== Exercise directions ==
State how many lines in the listing below contain the word "arbitrary", and write nothing else.

== Extracted entries ==

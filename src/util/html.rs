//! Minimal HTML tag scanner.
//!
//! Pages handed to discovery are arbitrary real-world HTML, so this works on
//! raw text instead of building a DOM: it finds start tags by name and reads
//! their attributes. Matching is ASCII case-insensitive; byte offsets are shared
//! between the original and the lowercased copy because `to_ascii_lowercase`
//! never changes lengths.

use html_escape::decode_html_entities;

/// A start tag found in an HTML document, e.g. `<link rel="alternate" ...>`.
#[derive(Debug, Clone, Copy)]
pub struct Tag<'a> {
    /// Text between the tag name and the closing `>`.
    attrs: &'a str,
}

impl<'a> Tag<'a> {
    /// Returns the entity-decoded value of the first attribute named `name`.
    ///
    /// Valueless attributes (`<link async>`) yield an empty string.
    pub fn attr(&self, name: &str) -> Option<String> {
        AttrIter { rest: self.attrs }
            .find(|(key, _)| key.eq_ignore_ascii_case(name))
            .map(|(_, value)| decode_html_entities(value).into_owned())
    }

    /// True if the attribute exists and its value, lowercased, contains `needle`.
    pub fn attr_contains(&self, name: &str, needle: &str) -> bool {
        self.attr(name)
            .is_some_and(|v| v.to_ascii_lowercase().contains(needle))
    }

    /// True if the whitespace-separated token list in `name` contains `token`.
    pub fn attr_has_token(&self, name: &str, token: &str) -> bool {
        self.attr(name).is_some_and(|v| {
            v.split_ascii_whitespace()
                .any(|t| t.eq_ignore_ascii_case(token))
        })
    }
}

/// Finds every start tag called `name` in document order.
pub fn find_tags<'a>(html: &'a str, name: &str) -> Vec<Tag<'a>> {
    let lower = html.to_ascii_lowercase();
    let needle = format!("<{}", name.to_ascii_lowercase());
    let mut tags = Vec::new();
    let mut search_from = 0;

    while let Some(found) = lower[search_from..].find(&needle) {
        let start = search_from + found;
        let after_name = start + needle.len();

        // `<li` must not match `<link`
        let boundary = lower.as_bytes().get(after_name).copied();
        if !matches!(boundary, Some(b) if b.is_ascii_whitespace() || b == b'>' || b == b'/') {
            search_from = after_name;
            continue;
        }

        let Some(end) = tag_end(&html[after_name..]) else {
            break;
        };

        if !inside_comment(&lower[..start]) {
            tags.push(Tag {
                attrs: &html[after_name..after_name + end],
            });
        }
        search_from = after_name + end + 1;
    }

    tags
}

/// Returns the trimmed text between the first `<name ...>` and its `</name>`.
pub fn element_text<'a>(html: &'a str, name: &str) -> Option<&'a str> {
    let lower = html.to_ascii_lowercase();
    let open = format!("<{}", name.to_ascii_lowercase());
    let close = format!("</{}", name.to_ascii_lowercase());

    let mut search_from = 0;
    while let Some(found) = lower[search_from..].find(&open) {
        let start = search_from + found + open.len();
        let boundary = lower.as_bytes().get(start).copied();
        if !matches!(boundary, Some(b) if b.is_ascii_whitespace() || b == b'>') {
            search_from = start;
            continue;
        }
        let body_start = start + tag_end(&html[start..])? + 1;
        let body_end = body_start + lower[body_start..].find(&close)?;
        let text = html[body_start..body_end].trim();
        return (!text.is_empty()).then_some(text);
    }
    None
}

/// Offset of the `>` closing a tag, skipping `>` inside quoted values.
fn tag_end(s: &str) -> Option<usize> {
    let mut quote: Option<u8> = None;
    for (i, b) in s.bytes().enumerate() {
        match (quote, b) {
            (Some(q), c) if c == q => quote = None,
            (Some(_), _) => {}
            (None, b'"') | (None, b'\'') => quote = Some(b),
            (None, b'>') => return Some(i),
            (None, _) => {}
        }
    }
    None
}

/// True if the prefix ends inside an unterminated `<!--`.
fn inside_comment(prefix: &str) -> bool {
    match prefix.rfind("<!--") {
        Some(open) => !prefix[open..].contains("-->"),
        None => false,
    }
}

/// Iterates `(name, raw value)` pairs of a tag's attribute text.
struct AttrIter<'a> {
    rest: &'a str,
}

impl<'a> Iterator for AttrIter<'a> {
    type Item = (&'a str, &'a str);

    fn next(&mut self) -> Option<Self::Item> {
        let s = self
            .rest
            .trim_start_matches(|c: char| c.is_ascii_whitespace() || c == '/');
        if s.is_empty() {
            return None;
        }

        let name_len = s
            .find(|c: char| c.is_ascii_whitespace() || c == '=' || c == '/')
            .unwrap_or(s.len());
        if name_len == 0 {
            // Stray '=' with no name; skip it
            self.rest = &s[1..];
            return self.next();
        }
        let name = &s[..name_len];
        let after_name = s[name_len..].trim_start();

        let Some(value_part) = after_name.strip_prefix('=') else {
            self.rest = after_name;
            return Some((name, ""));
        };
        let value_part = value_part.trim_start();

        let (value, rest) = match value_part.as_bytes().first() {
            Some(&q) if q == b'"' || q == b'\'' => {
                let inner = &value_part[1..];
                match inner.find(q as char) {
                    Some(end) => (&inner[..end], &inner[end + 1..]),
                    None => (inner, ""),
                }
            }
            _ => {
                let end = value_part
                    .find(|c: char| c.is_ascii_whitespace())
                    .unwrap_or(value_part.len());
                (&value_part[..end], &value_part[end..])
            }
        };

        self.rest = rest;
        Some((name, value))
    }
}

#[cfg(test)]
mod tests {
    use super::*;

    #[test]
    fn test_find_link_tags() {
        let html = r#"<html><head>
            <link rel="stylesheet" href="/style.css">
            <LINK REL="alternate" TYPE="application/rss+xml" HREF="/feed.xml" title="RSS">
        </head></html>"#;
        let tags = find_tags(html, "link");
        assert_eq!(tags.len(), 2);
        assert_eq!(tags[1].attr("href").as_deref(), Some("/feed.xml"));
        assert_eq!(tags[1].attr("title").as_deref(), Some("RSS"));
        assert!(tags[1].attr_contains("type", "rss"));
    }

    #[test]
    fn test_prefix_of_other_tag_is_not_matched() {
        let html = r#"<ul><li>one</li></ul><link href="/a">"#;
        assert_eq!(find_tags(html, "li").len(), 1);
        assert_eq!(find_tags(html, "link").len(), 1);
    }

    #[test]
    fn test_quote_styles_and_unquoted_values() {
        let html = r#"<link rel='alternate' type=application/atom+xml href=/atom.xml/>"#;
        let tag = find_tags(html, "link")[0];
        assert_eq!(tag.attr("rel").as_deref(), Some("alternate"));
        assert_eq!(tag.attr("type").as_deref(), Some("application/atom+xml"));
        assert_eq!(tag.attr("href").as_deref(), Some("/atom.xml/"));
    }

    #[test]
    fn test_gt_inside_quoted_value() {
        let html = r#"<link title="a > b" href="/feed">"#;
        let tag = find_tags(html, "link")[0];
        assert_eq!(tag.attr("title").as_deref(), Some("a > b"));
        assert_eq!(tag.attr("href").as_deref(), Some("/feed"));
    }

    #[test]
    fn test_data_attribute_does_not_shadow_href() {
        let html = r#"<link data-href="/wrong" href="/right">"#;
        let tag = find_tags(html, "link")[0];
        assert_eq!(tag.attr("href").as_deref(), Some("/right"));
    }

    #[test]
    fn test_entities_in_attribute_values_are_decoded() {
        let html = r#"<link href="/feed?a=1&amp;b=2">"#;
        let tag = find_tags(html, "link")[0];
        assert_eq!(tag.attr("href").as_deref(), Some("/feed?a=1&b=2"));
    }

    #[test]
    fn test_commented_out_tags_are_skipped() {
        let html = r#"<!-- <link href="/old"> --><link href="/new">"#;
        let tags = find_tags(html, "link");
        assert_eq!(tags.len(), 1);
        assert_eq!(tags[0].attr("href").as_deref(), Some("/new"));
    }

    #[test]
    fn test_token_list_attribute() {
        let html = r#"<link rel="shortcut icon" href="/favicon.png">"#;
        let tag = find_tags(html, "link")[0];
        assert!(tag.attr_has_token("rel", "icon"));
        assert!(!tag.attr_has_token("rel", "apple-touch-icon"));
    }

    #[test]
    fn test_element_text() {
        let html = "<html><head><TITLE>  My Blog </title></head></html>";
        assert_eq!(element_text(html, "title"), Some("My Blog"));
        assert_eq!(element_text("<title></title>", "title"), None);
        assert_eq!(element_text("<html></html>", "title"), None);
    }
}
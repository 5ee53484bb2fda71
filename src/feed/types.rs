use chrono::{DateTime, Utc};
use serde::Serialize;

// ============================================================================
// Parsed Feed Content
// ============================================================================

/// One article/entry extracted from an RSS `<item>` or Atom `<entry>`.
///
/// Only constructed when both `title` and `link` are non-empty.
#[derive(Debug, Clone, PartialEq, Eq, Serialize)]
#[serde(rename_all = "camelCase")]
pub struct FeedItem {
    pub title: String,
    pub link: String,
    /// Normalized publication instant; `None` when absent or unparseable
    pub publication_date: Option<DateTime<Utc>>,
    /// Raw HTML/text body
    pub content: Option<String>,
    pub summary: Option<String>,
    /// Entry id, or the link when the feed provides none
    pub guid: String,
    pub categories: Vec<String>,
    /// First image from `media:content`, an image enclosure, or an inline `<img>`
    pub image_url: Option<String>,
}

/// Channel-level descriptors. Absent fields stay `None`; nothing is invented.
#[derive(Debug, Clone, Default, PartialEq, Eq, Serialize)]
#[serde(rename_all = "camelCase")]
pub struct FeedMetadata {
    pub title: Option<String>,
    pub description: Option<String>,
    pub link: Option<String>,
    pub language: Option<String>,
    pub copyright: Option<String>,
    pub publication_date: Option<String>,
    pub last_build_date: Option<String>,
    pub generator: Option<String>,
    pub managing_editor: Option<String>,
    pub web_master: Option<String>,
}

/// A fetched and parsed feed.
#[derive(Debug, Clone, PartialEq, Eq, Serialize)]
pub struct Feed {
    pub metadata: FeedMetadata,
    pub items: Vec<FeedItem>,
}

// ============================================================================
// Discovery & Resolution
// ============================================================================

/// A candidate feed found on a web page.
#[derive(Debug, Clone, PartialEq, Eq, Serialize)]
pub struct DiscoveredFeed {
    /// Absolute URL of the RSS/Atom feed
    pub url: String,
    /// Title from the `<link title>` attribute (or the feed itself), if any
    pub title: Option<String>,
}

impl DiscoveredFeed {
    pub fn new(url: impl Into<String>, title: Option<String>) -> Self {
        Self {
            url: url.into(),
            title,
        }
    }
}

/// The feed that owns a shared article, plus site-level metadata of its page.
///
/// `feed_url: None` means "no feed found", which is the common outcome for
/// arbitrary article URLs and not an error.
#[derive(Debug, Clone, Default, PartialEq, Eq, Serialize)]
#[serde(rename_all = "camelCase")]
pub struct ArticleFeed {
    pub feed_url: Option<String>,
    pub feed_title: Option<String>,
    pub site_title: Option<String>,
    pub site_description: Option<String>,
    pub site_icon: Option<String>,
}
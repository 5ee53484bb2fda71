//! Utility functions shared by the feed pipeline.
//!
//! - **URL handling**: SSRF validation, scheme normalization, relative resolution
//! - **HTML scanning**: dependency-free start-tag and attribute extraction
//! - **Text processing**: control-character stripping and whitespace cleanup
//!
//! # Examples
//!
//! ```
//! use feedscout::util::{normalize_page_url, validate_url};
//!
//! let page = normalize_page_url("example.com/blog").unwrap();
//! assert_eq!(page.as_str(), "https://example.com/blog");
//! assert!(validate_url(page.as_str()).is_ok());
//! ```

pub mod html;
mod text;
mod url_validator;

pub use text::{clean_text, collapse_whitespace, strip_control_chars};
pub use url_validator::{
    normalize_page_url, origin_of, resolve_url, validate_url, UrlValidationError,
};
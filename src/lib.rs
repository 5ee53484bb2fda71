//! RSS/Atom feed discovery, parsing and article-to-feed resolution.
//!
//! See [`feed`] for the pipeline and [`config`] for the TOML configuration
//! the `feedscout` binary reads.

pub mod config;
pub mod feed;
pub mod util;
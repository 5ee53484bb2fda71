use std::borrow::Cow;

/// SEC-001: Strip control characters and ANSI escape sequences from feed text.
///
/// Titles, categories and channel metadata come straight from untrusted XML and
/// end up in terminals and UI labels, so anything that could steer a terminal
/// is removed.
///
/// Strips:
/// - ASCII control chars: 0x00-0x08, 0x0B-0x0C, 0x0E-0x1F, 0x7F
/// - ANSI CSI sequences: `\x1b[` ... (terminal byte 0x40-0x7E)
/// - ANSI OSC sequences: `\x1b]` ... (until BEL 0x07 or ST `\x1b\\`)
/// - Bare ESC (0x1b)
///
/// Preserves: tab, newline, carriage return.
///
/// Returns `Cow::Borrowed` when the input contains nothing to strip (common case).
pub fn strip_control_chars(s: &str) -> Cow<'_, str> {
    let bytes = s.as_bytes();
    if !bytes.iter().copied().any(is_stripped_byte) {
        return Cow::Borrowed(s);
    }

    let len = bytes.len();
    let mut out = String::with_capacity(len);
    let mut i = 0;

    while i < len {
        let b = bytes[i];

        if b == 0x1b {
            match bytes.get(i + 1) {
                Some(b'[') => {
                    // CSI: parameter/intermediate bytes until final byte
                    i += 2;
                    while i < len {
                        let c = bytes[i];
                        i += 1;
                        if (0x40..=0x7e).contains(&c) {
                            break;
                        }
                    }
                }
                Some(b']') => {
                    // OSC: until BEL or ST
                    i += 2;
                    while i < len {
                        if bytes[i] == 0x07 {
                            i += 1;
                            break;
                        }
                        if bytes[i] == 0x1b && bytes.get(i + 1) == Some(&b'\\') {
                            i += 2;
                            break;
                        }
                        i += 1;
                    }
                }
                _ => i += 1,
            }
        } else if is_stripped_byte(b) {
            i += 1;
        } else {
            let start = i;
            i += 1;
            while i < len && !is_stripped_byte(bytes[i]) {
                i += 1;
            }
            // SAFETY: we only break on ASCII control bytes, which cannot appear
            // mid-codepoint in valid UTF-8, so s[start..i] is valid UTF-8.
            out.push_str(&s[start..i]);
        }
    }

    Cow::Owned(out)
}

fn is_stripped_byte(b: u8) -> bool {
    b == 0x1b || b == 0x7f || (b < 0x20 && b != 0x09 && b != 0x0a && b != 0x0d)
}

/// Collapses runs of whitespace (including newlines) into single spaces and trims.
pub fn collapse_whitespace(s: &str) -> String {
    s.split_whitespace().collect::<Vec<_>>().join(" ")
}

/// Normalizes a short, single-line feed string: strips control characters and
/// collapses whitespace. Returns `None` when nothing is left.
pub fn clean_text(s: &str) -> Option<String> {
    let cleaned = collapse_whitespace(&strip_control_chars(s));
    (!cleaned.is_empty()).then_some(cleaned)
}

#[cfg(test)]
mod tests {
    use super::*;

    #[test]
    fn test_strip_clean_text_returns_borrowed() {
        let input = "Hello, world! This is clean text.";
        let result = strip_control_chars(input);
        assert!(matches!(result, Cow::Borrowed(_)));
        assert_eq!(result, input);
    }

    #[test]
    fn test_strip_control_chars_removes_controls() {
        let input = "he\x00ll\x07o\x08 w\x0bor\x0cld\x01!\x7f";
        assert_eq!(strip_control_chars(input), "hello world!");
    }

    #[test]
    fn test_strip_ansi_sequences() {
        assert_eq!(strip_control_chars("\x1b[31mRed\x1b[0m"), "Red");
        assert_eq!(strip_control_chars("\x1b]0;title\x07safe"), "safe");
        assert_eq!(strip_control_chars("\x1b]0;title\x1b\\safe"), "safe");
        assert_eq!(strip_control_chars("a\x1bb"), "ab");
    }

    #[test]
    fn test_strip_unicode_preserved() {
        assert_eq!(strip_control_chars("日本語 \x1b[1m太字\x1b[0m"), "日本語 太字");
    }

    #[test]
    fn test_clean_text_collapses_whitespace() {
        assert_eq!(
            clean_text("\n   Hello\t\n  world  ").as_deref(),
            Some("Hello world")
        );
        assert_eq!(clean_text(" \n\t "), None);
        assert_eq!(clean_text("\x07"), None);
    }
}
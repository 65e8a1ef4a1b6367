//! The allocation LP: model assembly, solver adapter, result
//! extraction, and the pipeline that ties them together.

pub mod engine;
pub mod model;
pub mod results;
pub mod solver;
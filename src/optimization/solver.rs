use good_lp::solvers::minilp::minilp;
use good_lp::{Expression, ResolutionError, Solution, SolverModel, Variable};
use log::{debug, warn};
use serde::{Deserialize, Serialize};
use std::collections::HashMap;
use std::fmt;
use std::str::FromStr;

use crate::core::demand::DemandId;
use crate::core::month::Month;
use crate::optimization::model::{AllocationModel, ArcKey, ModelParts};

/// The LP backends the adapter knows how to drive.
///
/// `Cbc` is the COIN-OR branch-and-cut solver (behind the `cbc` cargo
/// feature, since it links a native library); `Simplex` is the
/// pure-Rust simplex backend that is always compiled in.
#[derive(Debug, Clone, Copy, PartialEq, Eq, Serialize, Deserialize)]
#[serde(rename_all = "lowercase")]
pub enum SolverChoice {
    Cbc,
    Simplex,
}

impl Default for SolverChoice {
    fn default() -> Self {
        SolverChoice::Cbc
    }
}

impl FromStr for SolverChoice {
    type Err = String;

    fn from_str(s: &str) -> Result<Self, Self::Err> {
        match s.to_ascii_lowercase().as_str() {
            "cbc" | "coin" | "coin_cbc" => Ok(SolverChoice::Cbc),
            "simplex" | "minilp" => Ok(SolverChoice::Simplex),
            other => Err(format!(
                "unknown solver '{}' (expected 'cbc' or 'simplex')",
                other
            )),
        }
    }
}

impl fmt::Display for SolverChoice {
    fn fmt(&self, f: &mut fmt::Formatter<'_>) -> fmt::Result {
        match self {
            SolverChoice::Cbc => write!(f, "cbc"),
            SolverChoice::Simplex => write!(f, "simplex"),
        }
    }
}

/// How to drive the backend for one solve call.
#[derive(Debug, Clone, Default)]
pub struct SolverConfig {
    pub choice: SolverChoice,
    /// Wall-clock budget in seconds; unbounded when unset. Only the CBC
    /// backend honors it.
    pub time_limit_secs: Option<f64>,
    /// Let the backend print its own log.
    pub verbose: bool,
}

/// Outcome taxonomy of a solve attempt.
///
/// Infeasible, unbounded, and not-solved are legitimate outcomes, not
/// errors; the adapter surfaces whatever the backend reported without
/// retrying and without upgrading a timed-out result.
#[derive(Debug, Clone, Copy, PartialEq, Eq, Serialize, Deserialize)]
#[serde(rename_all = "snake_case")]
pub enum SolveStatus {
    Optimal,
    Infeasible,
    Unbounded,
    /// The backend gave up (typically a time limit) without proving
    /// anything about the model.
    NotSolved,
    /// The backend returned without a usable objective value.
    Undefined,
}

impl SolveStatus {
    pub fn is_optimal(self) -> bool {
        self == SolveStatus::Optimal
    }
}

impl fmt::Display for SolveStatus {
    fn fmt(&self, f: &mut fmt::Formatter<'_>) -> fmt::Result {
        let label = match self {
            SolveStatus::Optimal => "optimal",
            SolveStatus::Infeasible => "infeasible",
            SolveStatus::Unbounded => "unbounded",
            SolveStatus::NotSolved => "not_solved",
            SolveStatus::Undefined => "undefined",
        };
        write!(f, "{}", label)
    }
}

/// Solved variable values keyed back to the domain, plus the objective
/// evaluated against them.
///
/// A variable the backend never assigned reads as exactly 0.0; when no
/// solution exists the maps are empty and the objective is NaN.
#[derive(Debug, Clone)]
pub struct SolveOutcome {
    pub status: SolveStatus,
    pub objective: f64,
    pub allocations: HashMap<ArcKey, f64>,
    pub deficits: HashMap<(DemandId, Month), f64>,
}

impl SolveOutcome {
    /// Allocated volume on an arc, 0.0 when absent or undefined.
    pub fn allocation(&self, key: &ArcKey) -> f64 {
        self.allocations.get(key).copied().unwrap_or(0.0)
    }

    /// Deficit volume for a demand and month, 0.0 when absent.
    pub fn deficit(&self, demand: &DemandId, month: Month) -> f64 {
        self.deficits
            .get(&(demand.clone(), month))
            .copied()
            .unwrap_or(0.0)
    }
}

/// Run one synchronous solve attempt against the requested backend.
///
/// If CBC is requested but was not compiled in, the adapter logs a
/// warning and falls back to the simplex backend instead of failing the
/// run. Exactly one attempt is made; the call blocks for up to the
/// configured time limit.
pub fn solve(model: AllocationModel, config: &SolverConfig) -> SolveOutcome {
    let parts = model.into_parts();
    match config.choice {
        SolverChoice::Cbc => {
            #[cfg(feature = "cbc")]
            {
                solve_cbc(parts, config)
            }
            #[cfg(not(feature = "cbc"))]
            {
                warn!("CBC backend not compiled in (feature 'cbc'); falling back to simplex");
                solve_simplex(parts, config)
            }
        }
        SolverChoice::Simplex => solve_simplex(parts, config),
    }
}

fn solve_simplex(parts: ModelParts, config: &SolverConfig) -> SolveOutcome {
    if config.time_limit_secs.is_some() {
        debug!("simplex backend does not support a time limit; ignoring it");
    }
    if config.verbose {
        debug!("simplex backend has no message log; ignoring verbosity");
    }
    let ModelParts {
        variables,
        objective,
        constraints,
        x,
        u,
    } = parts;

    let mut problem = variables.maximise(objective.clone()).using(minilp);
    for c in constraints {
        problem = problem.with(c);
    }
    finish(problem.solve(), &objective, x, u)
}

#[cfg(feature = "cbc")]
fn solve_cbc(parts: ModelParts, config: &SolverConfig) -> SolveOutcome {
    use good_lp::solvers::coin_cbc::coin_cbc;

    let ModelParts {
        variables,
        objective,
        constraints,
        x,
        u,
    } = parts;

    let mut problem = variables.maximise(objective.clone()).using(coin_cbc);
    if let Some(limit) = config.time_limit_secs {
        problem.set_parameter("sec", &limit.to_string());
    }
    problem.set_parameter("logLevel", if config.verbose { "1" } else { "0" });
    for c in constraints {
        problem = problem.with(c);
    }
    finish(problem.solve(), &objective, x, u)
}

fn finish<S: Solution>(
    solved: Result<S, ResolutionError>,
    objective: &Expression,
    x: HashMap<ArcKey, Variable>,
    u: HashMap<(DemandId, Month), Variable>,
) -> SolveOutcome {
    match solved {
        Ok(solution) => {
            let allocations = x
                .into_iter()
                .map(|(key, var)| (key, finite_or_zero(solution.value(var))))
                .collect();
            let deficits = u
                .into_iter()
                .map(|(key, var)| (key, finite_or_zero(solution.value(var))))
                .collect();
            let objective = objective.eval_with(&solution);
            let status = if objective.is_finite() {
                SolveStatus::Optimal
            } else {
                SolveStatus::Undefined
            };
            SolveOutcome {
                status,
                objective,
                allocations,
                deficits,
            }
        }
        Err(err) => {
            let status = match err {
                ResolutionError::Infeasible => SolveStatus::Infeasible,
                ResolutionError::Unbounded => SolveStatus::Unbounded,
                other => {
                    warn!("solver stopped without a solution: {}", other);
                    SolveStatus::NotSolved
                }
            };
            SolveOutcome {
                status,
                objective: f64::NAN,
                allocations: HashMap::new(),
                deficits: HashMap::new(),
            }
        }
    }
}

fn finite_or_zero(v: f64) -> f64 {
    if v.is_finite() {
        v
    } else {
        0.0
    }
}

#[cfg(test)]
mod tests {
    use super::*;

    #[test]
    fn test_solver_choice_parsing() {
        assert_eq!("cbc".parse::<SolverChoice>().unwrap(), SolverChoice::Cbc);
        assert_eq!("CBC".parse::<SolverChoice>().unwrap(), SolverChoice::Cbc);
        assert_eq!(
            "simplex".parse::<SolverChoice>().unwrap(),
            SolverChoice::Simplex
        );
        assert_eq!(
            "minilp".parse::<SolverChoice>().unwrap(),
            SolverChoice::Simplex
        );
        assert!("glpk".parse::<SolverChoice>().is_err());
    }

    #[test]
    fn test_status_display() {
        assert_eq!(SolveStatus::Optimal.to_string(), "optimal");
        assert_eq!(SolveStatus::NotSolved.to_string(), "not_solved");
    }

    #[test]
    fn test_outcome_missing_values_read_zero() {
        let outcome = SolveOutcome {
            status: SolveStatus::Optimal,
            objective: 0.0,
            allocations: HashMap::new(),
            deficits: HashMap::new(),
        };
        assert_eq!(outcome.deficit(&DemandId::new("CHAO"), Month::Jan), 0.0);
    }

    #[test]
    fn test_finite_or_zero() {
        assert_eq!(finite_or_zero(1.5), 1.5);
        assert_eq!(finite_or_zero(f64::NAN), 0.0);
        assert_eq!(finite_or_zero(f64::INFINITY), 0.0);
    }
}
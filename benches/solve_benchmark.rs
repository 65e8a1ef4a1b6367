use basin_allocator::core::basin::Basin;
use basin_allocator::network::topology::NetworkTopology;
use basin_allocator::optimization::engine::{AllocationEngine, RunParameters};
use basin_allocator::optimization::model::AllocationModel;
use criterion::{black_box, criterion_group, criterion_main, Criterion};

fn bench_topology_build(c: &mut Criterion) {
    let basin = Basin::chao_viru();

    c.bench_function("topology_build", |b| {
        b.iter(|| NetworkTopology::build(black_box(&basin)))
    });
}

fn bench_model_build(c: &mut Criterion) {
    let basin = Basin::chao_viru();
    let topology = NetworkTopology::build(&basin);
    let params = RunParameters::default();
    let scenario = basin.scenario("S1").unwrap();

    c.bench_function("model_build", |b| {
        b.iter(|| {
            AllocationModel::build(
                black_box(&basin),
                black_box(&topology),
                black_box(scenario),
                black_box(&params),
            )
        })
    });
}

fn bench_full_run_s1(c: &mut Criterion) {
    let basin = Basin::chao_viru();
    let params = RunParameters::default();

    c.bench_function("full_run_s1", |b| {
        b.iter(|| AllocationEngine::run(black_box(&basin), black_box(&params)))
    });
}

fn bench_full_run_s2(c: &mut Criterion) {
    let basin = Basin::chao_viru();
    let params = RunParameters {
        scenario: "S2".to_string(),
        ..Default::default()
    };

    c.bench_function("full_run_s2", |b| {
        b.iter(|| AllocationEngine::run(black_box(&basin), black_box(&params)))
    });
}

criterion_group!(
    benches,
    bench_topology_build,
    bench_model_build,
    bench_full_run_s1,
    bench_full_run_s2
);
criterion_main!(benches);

== Answer box ==
2